レニーとティナは魔力を肌で感じることができるらしく、私は見ることができている。
だからこの先に何かがいるということが分かる。
いざ行くとなってみて、震えている自分に気付く。
原因は何だろうか。情報が全くないという状況? 明らかに異質なこの魔力?
……そういう類のものではないらしいけど、そんな自分を認めたくはない。ゾエロのせいってことにしておこう。
時間にして2分もない程度の距離。魔力の中を歩きつつ、そんなことを考えてみた。
振り返ってみればもはや2人の姿は見えず、平衡感覚が狂いそうになる通路が見えるだけ。
なぜこの通路はこんなにも捻れているのだろうか、なんて。
このダンジョンで出てきた魔物は、全体的に半水生っぽいものが多かった。
周囲の環境を模倣するというダンジョンによくある習性、あるいは本能からだろうか。
今回のように見た目がガラッと変わることは珍しいことではないらしい。
もしここが洞窟のような見た目のままだったとしたら、ここの階層守護者は半水生っぽい魔物だったに違いない。
しかし今回は変わってしまっている以上、出てくる階層守護者を絞り込むのは難し――ここを曲がれば、かな。
「……この先、だよな」
「ああ、居るな……3体だ」
私と同様、足を止めたティナがレニーへと声をかけた。
ティナの魔力感度はレニーほど高くないらしいけど、それでもこの魔力を感じることはできている。
そしてレニーの闘気による探知は私よりも有利に働くことがあるらしく、1体ではなく3体居るということが伝えられた。
「数は分からなかった。
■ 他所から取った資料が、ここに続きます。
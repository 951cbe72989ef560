//! Server session behavior driven from a raw in-memory client connection

mod common;

use std::net::SocketAddr;
use std::time::Duration;

use bytes::{BufMut, BytesMut};
use tokio::io::{AsyncReadExt, AsyncWriteExt};
use tokio::time::{timeout, Instant};
use uuid::Uuid;

use juicity::auth::derive_token;
use juicity::protocol::Authenticate;
use juicity::transport::Connection;
use juicity::transports::memory::{connection_pair, MemoryConnection};
use juicity::{Address, Error, Network};

use common::{alice, server_addr, service, PASSWORD};

const WAIT: Duration = Duration::from_secs(5);

fn client_addr() -> SocketAddr {
    "10.0.0.7:51000".parse().unwrap()
}

async fn authenticate(conn: &MemoryConnection, uuid: Uuid, password: &str) {
    let token = derive_token(conn, &uuid, password).unwrap();
    let mut stream = conn.open_uni().await.unwrap();
    stream.write_all(&Authenticate::new(uuid, token).encode()).await.unwrap();
    stream.shutdown().await.unwrap();
}

fn request(network: Network, destination: &Address, payload: &[u8]) -> BytesMut {
    let mut buf = BytesMut::new();
    buf.put_u8(network.into_u8());
    destination.encode(&mut buf).unwrap();
    buf.extend_from_slice(payload);
    buf
}

async fn until(mut condition: impl FnMut() -> bool) {
    timeout(WAIT, async {
        while !condition() {
            tokio::time::sleep(Duration::from_millis(1)).await;
        }
    })
    .await
    .unwrap();
}

#[tokio::test]
async fn test_authenticates_user() {
    let harness = service(Duration::ZERO);
    let (client, server) = connection_pair(client_addr(), server_addr());
    let session = harness.service.handle_connection(server);

    assert!(!session.is_authenticated());
    authenticate(&client, alice(), PASSWORD).await;
    until(|| session.is_authenticated()).await;

    assert_eq!(session.user().map(String::as_str), Some("alice"));
    assert!(!session.is_closed());
    assert!(session.error().is_none());
}

#[tokio::test]
async fn test_unknown_user_closes_connection() {
    let harness = service(Duration::ZERO);
    let (client, server) = connection_pair(client_addr(), server_addr());
    let session = harness.service.handle_connection(server);

    let stranger = Uuid::from_u128(7);
    authenticate(&client, stranger, PASSWORD).await;
    timeout(WAIT, session.closed()).await.unwrap();

    assert!(matches!(session.error().as_deref(), Some(Error::UnknownUser(u)) if *u == stranger));
    assert!(session.user().is_none());
    assert!(client.is_closed());
}

#[tokio::test]
async fn test_token_mismatch_closes_connection() {
    let harness = service(Duration::ZERO);
    let (client, server) = connection_pair(client_addr(), server_addr());
    let session = harness.service.handle_connection(server);

    authenticate(&client, alice(), "guess").await;
    timeout(WAIT, session.closed()).await.unwrap();

    let err = session.error().unwrap();
    assert!(matches!(*err, Error::TokenMismatch));
    assert!(err.is_authentication_failure());
}

#[tokio::test]
async fn test_token_from_another_connection_is_rejected() {
    let harness = service(Duration::ZERO);
    let (client, server) = connection_pair(client_addr(), server_addr());
    let (other, _) = connection_pair(client_addr(), server_addr());
    let session = harness.service.handle_connection(server);

    let token = derive_token(&other, &alice(), PASSWORD).unwrap();
    let mut stream = client.open_uni().await.unwrap();
    stream.write_all(&Authenticate::new(alice(), token).encode()).await.unwrap();
    timeout(WAIT, session.closed()).await.unwrap();

    assert!(matches!(session.error().as_deref(), Some(Error::TokenMismatch)));
}

#[tokio::test]
async fn test_unknown_version_closes_connection() {
    let harness = service(Duration::ZERO);
    let (client, server) = connection_pair(client_addr(), server_addr());
    let session = harness.service.handle_connection(server);

    let mut stream = client.open_uni().await.unwrap();
    stream.write_all(&[1, 0]).await.unwrap();
    timeout(WAIT, session.closed()).await.unwrap();

    assert!(matches!(session.error().as_deref(), Some(Error::UnknownVersion(1))));
}

#[tokio::test]
async fn test_duplicate_authentication_keeps_first_user() {
    let harness = service(Duration::ZERO);
    let (client, server) = connection_pair(client_addr(), server_addr());
    let session = harness.service.handle_connection(server);

    authenticate(&client, alice(), PASSWORD).await;
    until(|| session.is_authenticated()).await;
    authenticate(&client, alice(), PASSWORD).await;
    timeout(WAIT, session.closed()).await.unwrap();

    assert!(matches!(session.error().as_deref(), Some(Error::DuplicateAuthentication)));
    assert_eq!(session.user().map(String::as_str), Some("alice"));
}

#[tokio::test(start_paused = true)]
async fn test_auth_timeout() {
    let harness = service(Duration::from_secs(3));
    assert_eq!(harness.service.auth_timeout(), Duration::from_secs(3));
    let (_client, server) = connection_pair(client_addr(), server_addr());
    let started = Instant::now();
    let session = harness.service.handle_connection(server);

    session.closed().await;

    assert!(started.elapsed() >= Duration::from_secs(3));
    assert!(matches!(session.error().as_deref(), Some(Error::AuthTimeout)));
    assert_eq!(session.connection().close_count(), 1);
}

#[tokio::test(start_paused = true)]
async fn test_auth_timeout_disarmed_by_authentication() {
    let harness = service(Duration::from_secs(3));
    let (client, server) = connection_pair(client_addr(), server_addr());
    let session = harness.service.handle_connection(server);

    authenticate(&client, alice(), PASSWORD).await;
    until(|| session.is_authenticated()).await;
    tokio::time::sleep(Duration::from_secs(30)).await;

    assert!(!session.is_closed());
}

#[test]
fn test_zero_auth_timeout_uses_default() {
    let harness = service(Duration::ZERO);
    assert_eq!(harness.service.auth_timeout(), juicity::server::DEFAULT_AUTH_TIMEOUT);
}

#[tokio::test]
async fn test_stream_waits_for_authentication() {
    let mut harness = service(Duration::ZERO);
    let (client, server) = connection_pair(client_addr(), server_addr());
    let session = harness.service.handle_connection(server);

    let destination = Address::Domain("example.com".to_string(), 443);
    let (mut send, mut recv) = client.open_bi().await.unwrap();
    send.write_all(&request(Network::Tcp, &destination, b"early bytes"))
        .await
        .unwrap();

    tokio::time::sleep(Duration::from_millis(50)).await;
    assert!(harness.events.try_recv().is_err());

    authenticate(&client, alice(), PASSWORD).await;
    let delivered = timeout(WAIT, harness.events.recv()).await.unwrap().unwrap();
    assert_eq!(delivered.user, "alice");
    assert_eq!(delivered.destination, destination);
    assert_eq!(delivered.source, client_addr());

    // Bytes that arrived with the header reach the handler first.
    let mut buf = [0u8; 11];
    timeout(WAIT, recv.read_exact(&mut buf)).await.unwrap().unwrap();
    assert_eq!(&buf, b"early bytes");
    assert!(session.is_authenticated());
}

#[tokio::test]
async fn test_pending_stream_dropped_when_authentication_fails() {
    let mut harness = service(Duration::ZERO);
    let (client, server) = connection_pair(client_addr(), server_addr());
    let session = harness.service.handle_connection(server);

    let (mut send, _recv) = client.open_bi().await.unwrap();
    send.write_all(&request(Network::Tcp, &"192.0.2.1:80".parse().unwrap(), b""))
        .await
        .unwrap();
    authenticate(&client, alice(), "guess").await;
    timeout(WAIT, session.closed()).await.unwrap();

    tokio::time::sleep(Duration::from_millis(20)).await;
    assert!(harness.events.try_recv().is_err());
}

#[tokio::test]
async fn test_bad_stream_header_only_drops_that_stream() {
    let mut harness = service(Duration::ZERO);
    let (client, server) = connection_pair(client_addr(), server_addr());
    let session = harness.service.handle_connection(server);
    authenticate(&client, alice(), PASSWORD).await;

    let (mut send, mut recv) = client.open_bi().await.unwrap();
    send.write_all(&[2, 0x01, 127, 0, 0, 1, 0, 80]).await.unwrap();
    let mut rest = Vec::new();
    timeout(WAIT, recv.read_to_end(&mut rest)).await.unwrap().unwrap();
    assert!(rest.is_empty());

    let (mut send, _bad_family) = client.open_bi().await.unwrap();
    send.write_all(&[1, 0x02, 0, 0]).await.unwrap();

    let destination: Address = "192.0.2.1:80".parse().unwrap();
    let (mut send, mut recv) = client.open_bi().await.unwrap();
    send.write_all(&request(Network::Tcp, &destination, b"ok")).await.unwrap();
    let mut buf = [0u8; 2];
    timeout(WAIT, recv.read_exact(&mut buf)).await.unwrap().unwrap();
    assert_eq!(&buf, b"ok");

    let delivered = harness.events.recv().await.unwrap();
    assert_eq!(delivered.destination, destination);
    assert!(!session.is_closed());
}

#[tokio::test]
async fn test_udp_stream_reaches_packet_handler() {
    let mut harness = service(Duration::ZERO);
    let (client, server) = connection_pair(client_addr(), server_addr());
    let _session = harness.service.handle_connection(server);
    authenticate(&client, alice(), PASSWORD).await;

    let dns: Address = "1.1.1.1:53".parse().unwrap();
    let mut first = BytesMut::new();
    first.put_u8(Network::Udp.into_u8());
    dns.encode(&mut first).unwrap();
    dns.encode(&mut first).unwrap();
    first.put_u16(3);
    first.extend_from_slice(b"abc");

    let (mut send, mut recv) = client.open_bi().await.unwrap();
    send.write_all(&first).await.unwrap();

    let delivered = timeout(WAIT, harness.events.recv()).await.unwrap().unwrap();
    assert_eq!(delivered.network, Network::Udp);
    assert_eq!(delivered.destination, dns);

    let mut echoed = vec![0u8; dns.encoded_len() + 2 + 3];
    timeout(WAIT, recv.read_exact(&mut echoed)).await.unwrap().unwrap();
    let mut expected = BytesMut::new();
    dns.encode(&mut expected).unwrap();
    expected.put_u16(3);
    expected.extend_from_slice(b"abc");
    assert_eq!(&echoed[..], &expected[..]);
}

#[tokio::test]
async fn test_close_is_idempotent() {
    let harness = service(Duration::ZERO);
    let (_client, server) = connection_pair(client_addr(), server_addr());
    let session = harness.service.handle_connection(server);

    session.close_with_error(Error::TokenMismatch);
    session.close_with_error(Error::Canceled);
    timeout(WAIT, session.closed()).await.unwrap();
    tokio::time::sleep(Duration::from_millis(20)).await;

    assert!(matches!(session.error().as_deref(), Some(Error::TokenMismatch)));
    assert_eq!(session.connection().close_count(), 1);
    assert_eq!(session.connection().close_code(), Some(0));
}

#[tokio::test]
async fn test_cancellation_closes_sessions() {
    let harness = service(Duration::ZERO);
    let (client, server) = connection_pair(client_addr(), server_addr());
    let session = harness.service.handle_connection(server);
    authenticate(&client, alice(), PASSWORD).await;
    until(|| session.is_authenticated()).await;

    harness.cancel.cancel();
    timeout(WAIT, session.closed()).await.unwrap();

    assert!(matches!(session.error().as_deref(), Some(Error::Canceled)));
    assert!(client.is_closed());
}

#[tokio::test]
async fn test_peer_close_is_recorded_once() {
    let harness = service(Duration::ZERO);
    let (client, server) = connection_pair(client_addr(), server_addr());
    let session = harness.service.handle_connection(server);
    authenticate(&client, alice(), PASSWORD).await;
    until(|| session.is_authenticated()).await;

    client.close(0, b"");
    timeout(WAIT, session.closed()).await.unwrap();

    let err = session.error().unwrap();
    assert!(err.is_closed_or_canceled());
    assert_eq!(session.connection().close_count(), 2);
}

#[test]
fn test_update_users_length_mismatch() {
    let harness = service(Duration::ZERO);
    let result = harness
        .service
        .update_users(vec!["bob".to_string()], vec![], vec!["pw".to_string()]);
    assert!(matches!(result, Err(Error::Config(_))));
}

#[tokio::test]
async fn test_update_users_replaces_directory() {
    let harness = service(Duration::ZERO);
    let bob = Uuid::from_u128(0xb0b);
    harness
        .service
        .update_users(vec!["bob".to_string()], vec![bob], vec!["hunter2".to_string()])
        .unwrap();

    let (client, server) = connection_pair(client_addr(), server_addr());
    let session = harness.service.handle_connection(server);
    authenticate(&client, bob, "hunter2").await;
    until(|| session.is_authenticated()).await;
    assert_eq!(session.user().map(String::as_str), Some("bob"));

    let (client, server) = connection_pair(client_addr(), server_addr());
    let session = harness.service.handle_connection(server);
    authenticate(&client, alice(), PASSWORD).await;
    timeout(WAIT, session.closed()).await.unwrap();
    assert!(matches!(session.error().as_deref(), Some(Error::UnknownUser(_))));
}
個々の特徴って分かる?」
「いや。知ろうとすれば知られるが――」
闘気による探知にはパッシブソナーのようなものとアクティブソナーのようなものがあり、現在のレニーは前者だけを働かせている。
後者はより詳細な情報を手に入れられるようだけど、代わりにこちらの存在を相手に知らせてしまうもの。燃費もあまりよろしくないらしい。
「私はいつでも」
「アタシも」
「分かった」
魔力の光が数度遮られる。
他の魔力視を持つ人間にも放たれた闘気は闇と映るのだろうか、なんて。
「高いのが1体、低いのが2体。低い方は反応していないが、高い方には気付かれた」
「反応は?」
「……特にないな。緊張はしていない」
闘気には"相手の感情を読み取る"みたいな能力があるらしく、最近のレニーはこれをよく使っている。
しかし強く読み取ろうとすれば自身の感情も伝えてしまうものらしく、使い勝手が良くないと以前に愚痴っていた。
つまりは階級守護者達にはこちらの敵意が伝わってしまっている。
それにも関わらず反応しないということは……大体3つくらい予想できるけど、さてどれだろう。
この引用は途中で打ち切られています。